Aide-toi, le ciel t’aidera de François Dupeyron *
Dans ce film, François Dupeyron s’attache au quotidien d’une famille africaine de banlieue – avec tous les écueils à éviter, clichés et bons sentiments; et il s’en sort assez bien ! Le film est très touchant d’humanité. Sonia, le personnage principal, mère courage qui essaye de croire que tout finit par s’arranger, est universelle. Et pourtant, bien africaine par cette espèce de joie de vivre qui la fait survivre, envers et contre tout. Et que dire de Claude Rich effrayant en petit vieux, serviable par désœuvrement. Voir le distingué Claude Rich incarner ce méchant vieillard négligé, le cheveu sale, chaussonant en marcel douteux, couvant la belle Sonia d’un œil salace -c’est carrément inattendu ! Qui eut cru qu’au crépuscule de sa carrière il se risquerait dans un rôle si éloigné de lui-même, et avec tant de bonheur ?! Félicité Wouassi est, quant à elle, formidable de justesse dans le rôle de Sonia. Ce petit milieu est décrit avec beaucoup de tendresse et d’humilité. En bref, un petit film sans prétention mais qui fait mouche, touchant, tendre, plein d’espoir et de vie.

Moyen

Mensonges_d__tat duchess

Mensonges d’Etat de Ridley Scott
Ridely Scott a alterné bons films et films de merde tout au long de sa carrière.
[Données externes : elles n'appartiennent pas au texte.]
//! Column names and input validation for demand tables.
//!
//! Every operation in this crate reads its inputs through the helpers here so
//! that a missing column or a null value is reported by name before the table
//! is modified.

use crate::CouplingError;
use polars::prelude::*;
use serde::Serialize;

/// Default name of the product identifier column.
pub const PRODUCT_ID: &str = "P_ID";
/// Default name of the location identifier column.
pub const LOCATION_ID: &str = "L_ID";
/// Default name of the log demand rate column.
pub const LOG_LAMBDA: &str = "LOG_LAMBDA";
/// Default name of the couple (group) identifier column.
pub const COUPLE_ID: &str = "C_ID";

/// The names of the columns the simulation reads and writes.
#[derive(Debug, Clone, PartialEq, Eq, Serialize)]
pub struct ColumnNames {
    /// Product identifier (`P_ID`).
    pub product: String,
    /// Location identifier (`L_ID`).
    pub location: String,
    /// Log demand rate (`LOG_LAMBDA`).
    pub log_lambda: String,
    /// Couple identifier written by the assigner (`C_ID`).
    pub couple: String,
}

impl Default for ColumnNames {
    fn default() -> Self {
        Self {
            product: PRODUCT_ID.to_string(),
            location: LOCATION_ID.to_string(),
            log_lambda: LOG_LAMBDA.to_string(),
            couple: COUPLE_ID.to_string(),
        }
    }
}

/// Fails with `ColumnNotFound` for the first name absent from `df`.
pub(crate) fn require_columns(df: &DataFrame, names: &[&str]) -> Result<(), CouplingError> {
    for name in names {
        if df.get_column_index(name).is_none() {
            return Err(CouplingError::ColumnNotFound(name.to_string()));
        }
    }
    Ok(())
}

/// Checks everything the full pipeline needs without touching the table.
pub(crate) fn validate_input(df: &DataFrame, columns: &ColumnNames) -> Result<(), CouplingError> {
    require_columns(
        df,
        &[
            columns.product.as_str(),
            columns.location.as_str(),
            columns.log_lambda.as_str(),
        ],
    )?;
    string_keys(df, &columns.product)?;
    string_keys(df, &columns.location)?;
    float_values(df, &columns.log_lambda)?;
    Ok(())
}

/// Reads an identifier column as string keys.
///
/// Integer and string identifiers are both accepted; the cast makes `7` and
/// `"7"` the same key.
pub(crate) fn string_keys(df: &DataFrame, column: &str) -> Result<Vec<String>, CouplingError> {
    let casted = df.column(column)?.cast(&DataType::String)?;
    let ca = casted.as_materialized_series().str()?;
    ca.into_iter()
        .map(|v| {
            v.map(str::to_string)
                .ok_or_else(|| CouplingError::NullValues(column.to_string()))
        })
        .collect()
}

pub(crate) fn float_values(df: &DataFrame, column: &str) -> Result<Vec<f64>, CouplingError> {
    let casted = df.column(column)?.cast(&DataType::Float64)?;
    let ca = casted.as_materialized_series().f64()?;
    ca.into_iter()
        .map(|v| v.ok_or_else(|| CouplingError::NullValues(column.to_string())))
        .collect()
}

pub(crate) fn int_values(df: &DataFrame, column: &str) -> Result<Vec<i64>, CouplingError> {
    let casted = df.column(column)?.cast(&DataType::Int64)?;
    let ca = casted.as_materialized_series().i64()?;
    ca.into_iter()
        .map(|v| v.ok_or_else(|| CouplingError::NullValues(column.to_string())))
        .collect()
}
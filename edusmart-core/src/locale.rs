//! Fixed user-facing strings, per reply language.

use crate::models::Language;

pub fn demo_message(language: Language) -> &'static str {
    match language {
        Language::En => "I'm here to help with education store products! Currently running in demo mode. Please configure GEMINI_API_KEY for AI responses.",
        Language::Km => "ខ្ញុំនៅទីនេះដើម្បីជួយអ្នកជាមួយផលិតផលហាងអប់រំ! បច្ចុប្បន្នដំណើរការក្នុងរបៀបសាកល្បង។ សូមកំណត់ GEMINI_API_KEY សម្រាប់ការឆ្លើយតប AI។",
    }
}

pub fn apology_message(language: Language) -> &'static str {
    match language {
        Language::En => "I apologize, but I'm having trouble processing your request right now. Please try again in a moment.",
        Language::Km => "សូមអភ័យទោស ខ្ញុំមានបញ្ហាក្នុងការដំណើរការសំណើរបស់អ្នកឥឡូវនេះ។ សូមព្យាយាមម្តងទៀត។",
    }
}

pub fn no_matches_message(language: Language) -> &'static str {
    match language {
        Language::En => "No specific products found matching your query. I can help with general education store questions.",
        Language::Km => "មិនមានផលិតផលជាក់លាក់ត្រូវនឹងសំណើររបស់អ្នកទេ។ ខ្ញុំអាចជួយឆ្លើយសំណួរទូទៅអំពីហាងផ្គត់ផ្គង់អប់រំបាន។",
    }
}

/// Labels used when listing products in a context block.
pub struct ProductLabels {
    pub heading: &'static str,
    pub description: &'static str,
    pub features: &'static str,
    pub category: &'static str,
    pub age: &'static str,
    pub price: &'static str,
    pub stock: &'static str,
    pub units: &'static str,
}

pub fn product_labels(language: Language) -> ProductLabels {
    match language {
        Language::En => ProductLabels {
            heading: "Relevant Education Products:",
            description: "Description:",
            features: "Features:",
            category: "Category:",
            age: "Age:",
            price: "Price:",
            stock: "Stock:",
            units: "units",
        },
        Language::Km => ProductLabels {
            heading: "ផលិតផលអប់រំពាក់ព័ន្ធ៖",
            description: "ការពិពណ៌នា៖",
            features: "លក្ខណៈពិសេស៖",
            category: "ប្រភេទ៖",
            age: "អាយុ៖",
            price: "តម្លៃ៖",
            stock: "ស្តុក៖",
            units: "ឯកតា",
        },
    }
}

/// Store policy preamble placed before the retrieved context.
pub fn store_policy(language: Language) -> &'static str {
    match language {
        Language::En => "You are a friendly and knowledgeable assistant for \"EduSmart Store\", an education supplies retailer.
Help customers with product inquiries, recommendations, and educational advice.

STORE INFORMATION:
- We specialize in educational materials for all ages
- Products include STEM kits, books, art supplies, classroom equipment
- We offer products for teachers, parents, and students
- Price range: $5 - $500",
        Language::Km => "អ្នកគឺជាជំនួយការដែលមានចំណេះដឹង និងរួសរាយសម្រាប់ \"ហាង EduSmart\" ដែលជាហាងលក់ផលិតផលអប់រំ។
ជួយអតិថិជនជាមួយនឹងការស្វែងរកផលិតផល ការណែនាំ និងដំបូន្មានអប់រំ។

ព័ត៌មានហាង៖
- យើងឯកទេសក្នុងការផ្គត់ផ្គង់សម្ភារៈអប់រំសម្រាប់អាយុគ្រប់ប្រភេទ
- ផលិតផលរួមមានឧបករណ៍ STEM សៀវភៅ គ្រឿងសិល្បៈ ឧបករណ៍បន្ទប់រៀន
- យើងផ្តល់ផលិតផលសម្រាប់គ្រូ ឪពុកម្តាយ និងសិស្ស
- ជួរតម្លៃ៖ ៥$ - ៥០០$",
    }
}

/// Closing instruction after the retrieved context.
pub fn response_instruction(language: Language) -> &'static str {
    match language {
        Language::En => "Please respond in English and use the product information above to provide helpful responses.
Maintain natural conversation flow and be positive about learning and education.",
        Language::Km => "សូមឆ្លើយតបជាភាសាខ្មែរ និងប្រើប្រាស់ព័ត៌មានផលិតផលខាងលើដើម្បីផ្តល់ចម្លើយដែលមានប្រយោជន៍។
រក្សាការសន្ទនាធម្មជាតិ និងលើកទឹកចិត្តអំពីការរៀនសូត្រ។",
    }
}
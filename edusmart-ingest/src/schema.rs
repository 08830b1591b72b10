use edusmart_core::EduSmartError;
use sqlx::PgPool;

/// Create the extension, both tables and the history index. Safe to re-run.
///
/// `dimensions` sizes `education_products.embedding` and must match the
/// embedding backend; an existing column keeps its original width.
pub async fn init_schema(pool: &PgPool, dimensions: u32) -> Result<(), EduSmartError> {
    sqlx::query("CREATE EXTENSION IF NOT EXISTS vector")
        .execute(pool)
        .await?;

    sqlx::query(
        r#"
        CREATE TABLE IF NOT EXISTS conversation_history (
            id BIGSERIAL PRIMARY KEY,
            user_id TEXT NOT NULL,
            session_id TEXT NOT NULL,
            user_message TEXT,
            assistant_response TEXT,
            timestamp TIMESTAMPTZ,
            created_at TIMESTAMPTZ DEFAULT now()
        )
        "#,
    )
    .execute(pool)
    .await?;

    sqlx::query(
        r#"
        CREATE INDEX IF NOT EXISTS conversation_history_session_idx
            ON conversation_history (user_id, session_id, timestamp DESC)
        "#,
    )
    .execute(pool)
    .await?;

    // Type modifiers cannot be bound as parameters.
    sqlx::query(&format!(
        r#"
        CREATE TABLE IF NOT EXISTS education_products (
            id TEXT PRIMARY KEY,
            name TEXT NOT NULL,
            description TEXT NOT NULL,
            price DOUBLE PRECISION NOT NULL,
            category TEXT NOT NULL,
            stock INTEGER NOT NULL CHECK (stock >= 0),
            age_range TEXT NOT NULL,
            brand TEXT NOT NULL,
            features TEXT NOT NULL DEFAULT '',
            document TEXT NOT NULL,
            embedding vector({dimensions})
        )
        "#
    ))
    .execute(pool)
    .await?;

    tracing::info!(dimensions, "Schema ready");
    Ok(())
}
Tony Scott, son frangin, a fait des films qui resteront peut-être moins dans les annales que ceux de son frère, mais ceux-ci (enfin surtout les derniers) ont un style très particulier (même si, pas mal piqué par la suite par d’autres). « Mensonges d’Etat » (encore une superbe traduction d’abrutis s’occupant de la promo française, c’est « Body of Lies » en V.O) est filmé comme un film de Tony. Caméra à l’épaule, plans très rapides, de belles couleurs : du « Man on fire » en moins énervé et plus politique. Là où l’on était en droit d’attendre, vu le titre, une analyse un peu intelligente des enjeux géopolitiques issus de la mauvaise l’administration américaine au Moyen-Orient, on n’a qu’un thriller d’espionnage, qu’on suit sans ennui… pour peu qu’on ait le goût de ce genre d’intrigue et du monde paranoïaque (télé-surveillance, toute puissance du net, etc.) qui triomphe sur les écrans depuis « 24h Chrono ». Quelques points positifs tout de même: certaines scènes sont très efficaces et rythmées, et DiCaprio et Crowe sont plutôt convaincants; mais au final, on ne peut pas s’empêcher de sortir de la salle en se disant: « Tout ça, pour… ça ?! ».

The Duchess de Saul Dibb
Il faut aimer sans réserve les mélos historiques ultra-classiques dans de somptueux décors pour apprécier pleinement cette super production britannique, retraçant les affres et les humiliations subis par la duchesse de Devonshire mal mariée à un grand aristocrate méprisable et odieux. Keira Knightley, en jeune femme insoumise aux règles de la haute société anglaise de l’époque, et Ralph Fiennes en mari abusant de son pouvoir, se livrent à un affrontement cynique et plein de rebondissements. Dommage que la mise en scène ait été confiée à un honnête tâcheron, qui n’a guère le sens du rythme et de la tension dramatique. Le beau visage de Keira, qui peine à convaincre dans ce film, n’est pas un alibi suffisant pour nous infliger d’interminables gros plans saturés par un fond musical sirupeux et envahissant !

Pas du tout

Max_Payne MHMB

Max Payne de John Moore
Ce film est une daube de l’extrême. Pas une seule scène n’est potable, tout est absurde, creux, sans intérêt. Mais vraiment sans intérêt, parce qu’on se fout complètement du devenir du héros fade et gris, inexploité, inutile. Bravo à Mark Walberg pour sa monoexpression (il faut tenir) et ses 4 syllabes durant tout le film, bravo pour ce scénario effleuré (mais nul de toute façon), une vague histoire de meurtre, de trafic de super drogue et de trahison téléphonée 6 ans à l’avance… « Max Payne » est donc un navet sans retour, très mal écrit, mis en scène par un manchot qui semble se croire doué au vu de tous les effets aussi vains que peu stylés qu’il tente; jamais crédible grâce à un casting laborieux; jamais divertissant et la plupart du temps ennuyeux à mourir. A éviter !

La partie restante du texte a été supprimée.